As a father myself, I now view life events through the lens of parenthood. So you will understand that when I recently read an article entitled “10 Things You Won’t Hear at Your Commencement Ceremony” I was especially drawn to Number seven on this list that I actually do want you to hear.  The author, Charles Wheelan, writes: “Your parents and other adults in your life who care about you don’t want what’s best for you. They want what is good for you, which isn’t always the same thing. There is a natural instinct to protect our children from risk and discomfort, and therefore to urge safe choices.”
Allow me to share a story from my own life to illustrate.  Many of you have perhaps noticed the scars on my neck and wondered how I got them. Well, when I was nine-years-old, my dad took my sister and I out for a bike ride. That November day, I lost control of my bike and fell out into the road; I was struck by a car.  It was very traumatic and I was seriously injured and hospitalized for a long time. 

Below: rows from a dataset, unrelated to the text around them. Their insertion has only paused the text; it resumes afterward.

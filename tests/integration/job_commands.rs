use predicates::prelude::*;

use crate::common;

#[test]
fn status_renders_one_line() {
  common::bin_with_token()
    .env("MR_TEST_JOB_JSON", common::job_json("job-5", "processing"))
    .args(["status", "job-5"])
    .assert()
    .success()
    .stdout(predicate::str::contains("job job-5 status: processing"));
}

#[test]
fn status_json_round_trips() {
  let out = common::bin_with_token()
    .env("MR_TEST_JOB_JSON", common::job_json("job-5", "succeeded"))
    .args(["status", "--json", "job-5"])
    .output()
    .unwrap();

  assert!(out.status.success());
  let v: serde_json::Value = serde_json::from_slice(&out.stdout).unwrap();
  assert_eq!(v["id"], serde_json::json!("job-5"));
}

#[test]
fn cancel_reports_the_resulting_state() {
  common::bin_with_token()
    .env("MR_TEST_CANCEL_JSON", common::job_json("job-5", "canceled"))
    .args(["cancel", "job-5"])
    .assert()
    .success()
    .stdout(predicate::str::contains("job job-5 cancel requested (status: canceled)"));
}

#[test]
fn list_prints_one_line_per_job() {
  let listing = serde_json::json!({"jobs": [
    {"id": "job-a", "model": "acme/upscaler", "status": "succeeded", "created_at": "2026-08-01T12:00:00Z"},
    {"id": "job-b", "model": "acme/upscaler", "status": "failed", "created_at": "2026-08-02T08:30:00Z"}
  ]});

  common::bin_with_token()
    .env("MR_TEST_LIST_JSON", listing.to_string())
    .args(["list"])
    .assert()
    .success()
    .stdout(predicate::str::contains("job-a"))
    .stdout(predicate::str::contains("job-b"))
    .stdout(predicate::str::contains("failed"));
}

#[test]
fn no_command_is_an_error() {
  common::bin().assert().failure().stderr(predicate::str::contains("Provide a command"));
}

#[test]
fn malformed_model_reference_is_rejected() {
  common::bin_with_token()
    .env("MR_TEST_MODEL_JSON", common::model_fixture())
    .args(["run", "not-a-model-ref"])
    .assert()
    .failure()
    .stderr(predicate::str::contains("invalid model reference"));
}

Naturally, since then, my parents have always been very uneasy when I get on a bike. Just two weeks ago, when I participated in the Ride to Conquer Cancer, a bike ride from Vancouver to Seattle, it would be an understatement to say that my parents would have much preferred that I not go.  Understandably, they wanted what was good for me -- staying safe. It was difficult for my folks to contemplate what was best for me, which was getting back on my bike, training and being healthy, and meaningfully remembering a friend who had lost his battle with cancer. 
Mr. Wheelan continued, ‘Theodore Roosevelt—American soldier, explorer, president—once remarked, "It is hard to fail, but it is worse never to have tried to succeed." Great quote, but I am willing to bet that Teddy's mother wanted him to be a doctor or a lawyer’ because this is what parents and the adults who care about you desire—your protection, safety and security.  Sometimes we need to be pushed or to push ourselves; we need to risk failure. Then we learn; and we become stronger and wiser. 
So what is the purpose of me telling you about my experiences and the article by Mr. Wheelan?  It is not to indict the adults in your lives (your parents and teachers) for wanting what is good for you instead of what is best for you.  Nor am I recommending that you be reckless.  I am encouraging you to find yourselves and your passions, push yourselves toward greatness and not to be afraid or quit if and when you encounter failures.  Remember, life is not about who makes the fewest mistakes.  It is about how you respond to those challenges.
As I close, it is fitting to note the words of Ralph Waldo Emerson: “Whatever course you decide upon, there is always someone to tell you that you are wrong. There are always difficulties arising which tempt you to believe that your critics are right. To map out a course of action and follow it to an end requires courage….  To be yourself in a world that is constantly trying to make you something else is the greatest accomplishment.” 
Grads of 2012, we know that you have been equipping yourselves to face the many challenges and the endless possibilities available to you.  We want to wish you the very best. Thank you for your significant contributions to the school and the community and we congratulate you for reaching this important milestone in your lives.  Know that we are all extremely proud of you.
Now go out there, live with courage and make a positive difference in the world, because, to quote many of you over the last several months… “YOLO”.  I will let you explain that term to your parents. 

Thank you and Congratulations!

PS-thank you to the editor of the above notes (you know who you are!).  Also a big thank you to the people who worked so hard behind the scenes to pull off the event, and to the grad class who made the efforts so worthwhile!  Enjoy a relaxing and fun-filled summer and best wishes for your future!